June 11, 2012

PENDAPATAN NEGARA: BPK temukan potensi kehilangan Rp488 miliar dalam uji petik 60 perusahaan tambang

Oleh Arif Pitoyo
Minggu, 10 Juni 2012 | 12:44 WIB

JAKARTA: BPK menemukan potensi kehilangan pendapatan negara senilai Rp488 miliar dalam uji petik terhadap 60 perusahaan pemegang izin usaha pertambangan sepanjang 2011.

Anggota IV BPK Ali Masykur Musa mengatakan hasil uji petik tersebut menunjukkan kelemahan sistem penghitungan dan penagihan pendapatan negara bukan pajak (PNBP), terutama dalam sektor pertambangan.

“Itu baru 60 perusahaan dari lebih dari 10.600 perusahaan pemegangang izin usaha pertambangan (IUP).
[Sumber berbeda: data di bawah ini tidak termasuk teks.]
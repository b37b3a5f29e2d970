//! Campground service

use uuid::Uuid;

use crate::{
    error::AppResult,
    models::{Campground, CampgroundAttributes, CampgroundWithReviews},
    repository::Repository,
};

#[derive(Clone)]
pub struct CampgroundsService {
    repository: Repository,
}

impl CampgroundsService {
    pub fn new(repository: Repository) -> Self {
        Self { repository }
    }

    pub async fn list(&self) -> AppResult<Vec<Campground>> {
        self.repository.campgrounds.list_all().await
    }

    pub async fn create(&self, data: &CampgroundAttributes) -> AppResult<Campground> {
        let campground = self.repository.campgrounds.create(data).await?;
        tracing::info!(campground_id = %campground.id, "Created campground {:?}", campground.title);
        Ok(campground)
    }

    /// Fetch with review references only
    pub async fn get_by_id(&self, id: Uuid) -> AppResult<Campground> {
        self.repository.campgrounds.get_by_id(id).await
    }

    /// Fetch with review references resolved to records, in reference order
    pub async fn get_with_reviews(&self, id: Uuid) -> AppResult<CampgroundWithReviews> {
        let campground = self.repository.campgrounds.get_by_id(id).await?;
        let reviews = self.repository.reviews.get_many(&campground.review_ids).await?;
        if reviews.len() != campground.review_ids.len() {
            tracing::warn!(
                campground_id = %id,
                references = campground.review_ids.len(),
                resolved = reviews.len(),
                "Campground holds dangling review references"
            );
        }
        Ok(CampgroundWithReviews { campground, reviews })
    }

    pub async fn update(&self, id: Uuid, data: &CampgroundAttributes) -> AppResult<Campground> {
        let campground = self.repository.campgrounds.update(id, data).await?;
        tracing::info!(campground_id = %id, "Updated campground");
        Ok(campground)
    }

    /// Delete a campground and every review it references
    pub async fn delete(&self, id: Uuid) -> AppResult<Campground> {
        let campground = self.repository.campgrounds.delete(id).await?;
        let removed = self.repository.reviews.delete_many(&campground.review_ids).await?;
        tracing::info!(campground_id = %id, reviews_removed = removed, "Deleted campground");
        Ok(campground)
    }
}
Totalnya bisa jauh lebih besar,” katanya, Sabtu (10/6).

Dia menjelaskan potensi kehilangan pendapatan senilai Rp488 miliar didapatkan melalui selisih penghitungan PNBP yang dibayarkan dengan realisasi produksi dan ekspor 60 perusahaan pemegang IUP.

“Jumlah produksi yang diekspor jauh berbeda dengan angka yang ditulis, jauh lebih rendah dari yang diterima negara,” kata Ali.
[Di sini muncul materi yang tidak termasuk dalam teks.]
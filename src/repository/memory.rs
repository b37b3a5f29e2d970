//! In-process store, used when `database.driver = "memory"` and by the tests

use async_trait::async_trait;
use chrono::Utc;
use indexmap::IndexMap;
use tokio::sync::RwLock;
use uuid::Uuid;

use super::{CampgroundStore, ReviewStore};
use crate::{
    error::{AppError, AppResult},
    models::{Campground, CampgroundAttributes, Review, ReviewAttributes},
};

/// Both collections behind their own locks; insertion order is list order
#[derive(Default)]
pub struct MemoryStore {
    campgrounds: RwLock<IndexMap<Uuid, Campground>>,
    reviews: RwLock<IndexMap<Uuid, Review>>,
}

fn campground_not_found(id: Uuid) -> AppError {
    AppError::NotFound(format!("Campground {} not found", id))
}

impl MemoryStore {
    async fn modify<F>(&self, id: Uuid, f: F) -> AppResult<Campground>
    where
        F: FnOnce(&mut Campground) + Send,
    {
        let mut campgrounds = self.campgrounds.write().await;
        let campground = campgrounds.get_mut(&id).ok_or_else(|| campground_not_found(id))?;
        f(campground);
        Ok(campground.clone())
    }
}

#[async_trait]
impl CampgroundStore for MemoryStore {
    async fn list_all(&self) -> AppResult<Vec<Campground>> {
        Ok(self.campgrounds.read().await.values().cloned().collect())
    }

    async fn create(&self, data: &CampgroundAttributes) -> AppResult<Campground> {
        let campground = Campground::new(data);
        self.campgrounds
            .write()
            .await
            .insert(campground.id, campground.clone());
        Ok(campground)
    }

    async fn get_by_id(&self, id: Uuid) -> AppResult<Campground> {
        self.campgrounds
            .read()
            .await
            .get(&id)
            .cloned()
            .ok_or_else(|| campground_not_found(id))
    }

    async fn update(&self, id: Uuid, data: &CampgroundAttributes) -> AppResult<Campground> {
        self.modify(id, |campground| campground.apply(data)).await
    }

    async fn delete(&self, id: Uuid) -> AppResult<Campground> {
        self.campgrounds
            .write()
            .await
            .shift_remove(&id)
            .ok_or_else(|| campground_not_found(id))
    }

    async fn add_review(&self, campground_id: Uuid, review_id: Uuid) -> AppResult<Campground> {
        self.modify(campground_id, |campground| {
            if !campground.review_ids.contains(&review_id) {
                campground.review_ids.push(review_id);
                campground.updated_at = Utc::now();
            }
        })
        .await
    }

    async fn remove_review_reference(&self, campground_id: Uuid, review_id: Uuid) -> AppResult<Campground> {
        self.modify(campground_id, |campground| {
            if let Some(pos) = campground.review_ids.iter().position(|id| *id == review_id) {
                campground.review_ids.remove(pos);
                campground.updated_at = Utc::now();
            }
        })
        .await
    }

    async fn ping(&self) -> AppResult<()> {
        Ok(())
    }
}

#[async_trait]
impl ReviewStore for MemoryStore {
    async fn create(&self, data: &ReviewAttributes) -> AppResult<Review> {
        let review = Review::new(data);
        self.reviews.write().await.insert(review.id, review.clone());
        Ok(review)
    }

    async fn get_many(&self, ids: &[Uuid]) -> AppResult<Vec<Review>> {
        let reviews = self.reviews.read().await;
        Ok(ids.iter().filter_map(|id| reviews.get(id).cloned()).collect())
    }

    async fn delete_by_id(&self, id: Uuid) -> AppResult<()> {
        self.reviews
            .write()
            .await
            .shift_remove(&id)
            .map(|_| ())
            .ok_or_else(|| AppError::NotFound(format!("Review {} not found", id)))
    }

    async fn delete_many(&self, ids: &[Uuid]) -> AppResult<u64> {
        let mut reviews = self.reviews.write().await;
        let removed = ids
            .iter()
            .filter(|id| reviews.shift_remove(*id).is_some())
            .count();
        Ok(removed as u64)
    }
}

#[cfg(test)]
mod tests {
    use super::*;

    fn attrs(title: &str) -> CampgroundAttributes {
        CampgroundAttributes {
            title: title.to_string(),
            price: 10.0,
            description: "nice".to_string(),
            location: "CO".to_string(),
        }
    }

    fn review(body: &str) -> ReviewAttributes {
        ReviewAttributes {
            body: body.to_string(),
            rating: 4,
        }
    }

    #[tokio::test]
    async fn test_create_then_get_round_trip() {
        let store = MemoryStore::default();
        let created = CampgroundStore::create(&store, &attrs("Pine Lake")).await.unwrap();
        assert!(created.review_ids.is_empty());

        let fetched = store.get_by_id(created.id).await.unwrap();
        assert_eq!(fetched, created);
    }

    #[tokio::test]
    async fn test_list_keeps_insertion_order() {
        let store = MemoryStore::default();
        for title in ["A", "B", "C"] {
            CampgroundStore::create(&store, &attrs(title)).await.unwrap();
        }
        let titles: Vec<String> = store
            .list_all()
            .await
            .unwrap()
            .into_iter()
            .map(|c| c.title)
            .collect();
        assert_eq!(titles, vec!["A", "B", "C"]);
    }

    #[tokio::test]
    async fn test_missing_campground_is_not_found() {
        let store = MemoryStore::default();
        let id = Uuid::new_v4();
        assert!(matches!(store.get_by_id(id).await, Err(AppError::NotFound(_))));
        assert!(matches!(store.update(id, &attrs("x")).await, Err(AppError::NotFound(_))));
        assert!(matches!(CampgroundStore::delete(&store, id).await, Err(AppError::NotFound(_))));
        assert!(matches!(
            store.add_review(id, Uuid::new_v4()).await,
            Err(AppError::NotFound(_))
        ));
    }

    #[tokio::test]
    async fn test_add_review_keeps_single_reference() {
        let store = MemoryStore::default();
        let campground = CampgroundStore::create(&store, &attrs("Pine Lake")).await.unwrap();
        let review_id = Uuid::new_v4();

        store.add_review(campground.id, review_id).await.unwrap();
        let updated = store.add_review(campground.id, review_id).await.unwrap();
        assert_eq!(updated.review_ids, vec![review_id]);

        let updated = store.remove_review_reference(campground.id, review_id).await.unwrap();
        assert!(updated.review_ids.is_empty());
    }

    #[tokio::test]
    async fn test_delete_does_not_touch_reviews() {
        let store = MemoryStore::default();
        let campground = CampgroundStore::create(&store, &attrs("Pine Lake")).await.unwrap();
        let review = ReviewStore::create(&store, &review("lovely")).await.unwrap();
        store.add_review(campground.id, review.id).await.unwrap();

        let removed = CampgroundStore::delete(&store, campground.id).await.unwrap();
        assert_eq!(removed.review_ids, vec![review.id]);
        assert_eq!(store.get_many(&[review.id]).await.unwrap(), vec![review]);
    }

    #[tokio::test]
    async fn test_get_many_preserves_order_and_skips_missing() {
        let store = MemoryStore::default();
        let first = ReviewStore::create(&store, &review("first")).await.unwrap();
        let second = ReviewStore::create(&store, &review("second")).await.unwrap();

        let resolved = store
            .get_many(&[second.id, Uuid::new_v4(), first.id])
            .await
            .unwrap();
        assert_eq!(resolved, vec![second, first]);
    }

    #[tokio::test]
    async fn test_delete_reviews() {
        let store = MemoryStore::default();
        let first = ReviewStore::create(&store, &review("first")).await.unwrap();
        let second = ReviewStore::create(&store, &review("second")).await.unwrap();

        store.delete_by_id(first.id).await.unwrap();
        assert!(matches!(store.delete_by_id(first.id).await, Err(AppError::NotFound(_))));

        let removed = store.delete_many(&[first.id, second.id]).await.unwrap();
        assert_eq!(removed, 1);
        assert!(store.get_many(&[second.id]).await.unwrap().is_empty());
    }
}
use async_stream::stream;
use futures::StreamExt;
use http::{header, StatusCode};
use pingora_error::Result as PingoraResult;
use pingora_http::ResponseHeader;
use pingora_proxy::Session;
use serde_json::json;
use tokio::sync::mpsc;
use tokio::time::interval;

use super::write_json;
use crate::bridge::SessionBridge;
use crate::codec::sse as codec;
use crate::config::{HEARTBEAT_INTERVAL, MESSAGE_BASE};
use crate::jsonrpc::{Frame, INTERNAL_ERROR};
use crate::session::SseOutbound;

const OUTBOUND_CHANNEL_CAPACITY: usize = 64;

/// `GET <sse-endpoint>`: opens a long-lived SSE stream, mints a session,
/// advertises the path the client should POST JSON-RPC frames to, then
/// forwards whatever the upstream-to-frontend pump delivers until either
/// side closes.
pub async fn handle_get(session: &mut Session, bridge: &SessionBridge) -> PingoraResult<bool> {
    let mut resp = ResponseHeader::build(StatusCode::OK, Some(2))?;
    resp.insert_header(header::CONTENT_TYPE, "text/event-stream")?;
    resp.insert_header(header::CACHE_CONTROL, "no-cache")?;
    session.write_response_header(Box::new(resp), false).await?;

    let (tx, mut rx) = mpsc::channel::<SseOutbound>(OUTBOUND_CHANNEL_CAPACITY);

    // Mint the session and advertise its endpoint before the upstream
    // connect is even attempted: the first event on this stream must be
    // `endpoint` regardless of how the connect turns out.
    let established = bridge.begin_sse_session(tx.clone());
    let message_path = format!("{MESSAGE_BASE}/{}", established.id);
    session.write_response_body(Some(codec::encode_endpoint(&message_path)), false).await?;

    if let Err(e) = bridge.connect_sse_session(&established).await {
        log::warn!("SSE session {} failed to connect upstream: {e}", established.id);
        let err = Frame::error_response(None, INTERNAL_ERROR, "Internal error", Some(json!({ "reason": e.to_string() })));
        if let Ok(bytes) = codec::encode_message(&err) {
            let _ = session.write_response_body(Some(bytes), true).await;
        }
        return Ok(true);
    }

    spawn_heartbeat(&established, tx.clone());

    let session_id = established.id.clone();
    let body = stream! {
        while let Some(item) = rx.recv().await {
            match item {
                SseOutbound::Frame(frame) => match codec::encode_message(&frame) {
                    Ok(bytes) => yield bytes,
                    Err(e) => log::warn!("failed to encode outbound frame for session {session_id}: {e}"),
                },
                SseOutbound::Endpoint(path) => yield codec::encode_endpoint(&path),
                SseOutbound::Heartbeat => yield codec::encode_heartbeat(),
            }
        }
    };

    let mut body_stream = Box::pin(body);
    let mut write_failed = false;
    while let Some(chunk) = body_stream.next().await {
        if session.write_response_body(Some(chunk), false).await.is_err() {
            write_failed = true;
            break;
        }
    }

    if write_failed {
        log::info!("session {} closing: frontend write failed", established.id);
    }
    bridge.close_session(&established.id).await;
    Ok(true)
}

fn spawn_heartbeat(session: &crate::session::Session, tx: mpsc::Sender<SseOutbound>) {
    let handle = tokio::spawn(async move {
        let mut ticker = interval(HEARTBEAT_INTERVAL);
        ticker.tick().await; // first tick fires immediately; skip it
        loop {
            ticker.tick().await;
            if tx.send(SseOutbound::Heartbeat).await.is_err() {
                break;
            }
        }
    });
    if let Ok(mut slot) = session.heartbeat.try_lock() {
        *slot = Some(handle);
    }
}

/// `POST <message-base>/<session_id>`: hands a single JSON-RPC frame to the
/// bridge for the named session and always answers 202 once the session is
/// known, regardless of what the upstream eventually does with the frame.
pub async fn handle_post(session: &mut Session, bridge: &SessionBridge, session_id: &str) -> PingoraResult<bool> {
    let Some(established) = bridge.lookup(session_id) else {
        return write_json(session, StatusCode::NOT_FOUND, br#"{"error":"Session not found"}"#.to_vec()).await;
    };

    let body = session.downstream_session.read_request_body().await?;
    match body.as_deref().map(serde_json::from_slice::<Frame>) {
        Some(Ok(frame)) => bridge.route_frontend_frame(&established, frame).await,
        Some(Err(e)) => log::warn!("dropping unparseable POST body for session {session_id}: {e}"),
        None => log::warn!("dropping empty POST body for session {session_id}"),
    }

    write_json(session, StatusCode::ACCEPTED, Vec::new()).await
}
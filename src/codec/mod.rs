pub mod ndjson;
pub mod sse;

pub use ndjson::{NdjsonDecodeError, NdjsonDecoder};
pub use sse::{SseDecodeError, SseDecoder, SseEvent, SseRecord};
Laporan Keuangan Pemerintah Pusat 2011 yang telah diaudit BPK menyatakan PNBP dari sektor pertambangan non migas, yang terdiri dari pendapatan pertambangan umum dan pendapatan kehutanan, sebesar Rp19,5 triliun.

Pendapatan pertambangan umum pada 2011 adalah Rp16,36 triliun atau meningkat dari pendapatan tahun lalu yang senilai Rp12,64 triliun.

Adapun pendapatan kehutanan mencapai Rp3,21 triliun, lebih besar dari pendapatan 2010 yang sebesar Rp3,00 triliun.

Nilai total PNBP pertambangan umum dan kehutanan hanya 5,89% dari total PNBP 2011 yang jumlahnya melebihi Rp331,33 triliun dan sekitar 9,1% dari total PNBP sumber daya alam tahun lalu senilai Rp213,82 triliun.

Ali berpendapat seharusnya PNBP sektor pertambangan non migas bisa menyumbangkan hingga 30% dari total pendapatan negara jika dibayarkan sesuai realisasi produk dan ekspor.

Dia memaparkan tidak pernah ada kesamaan antara data produksi pertambangan yang dimiliki asosiasi pertambangan, Kementerian ESDM dan BPK.

“Harus ada pihak ketiga yang memeriksa hasil perhitungan sendiri (self assessment) yang dilakukan perusahaan pertambangan, penerimaan akan tinggi kalau BPK diberi kewenangan untuk memeriksa kewajaran penghitungan,” kata Ali.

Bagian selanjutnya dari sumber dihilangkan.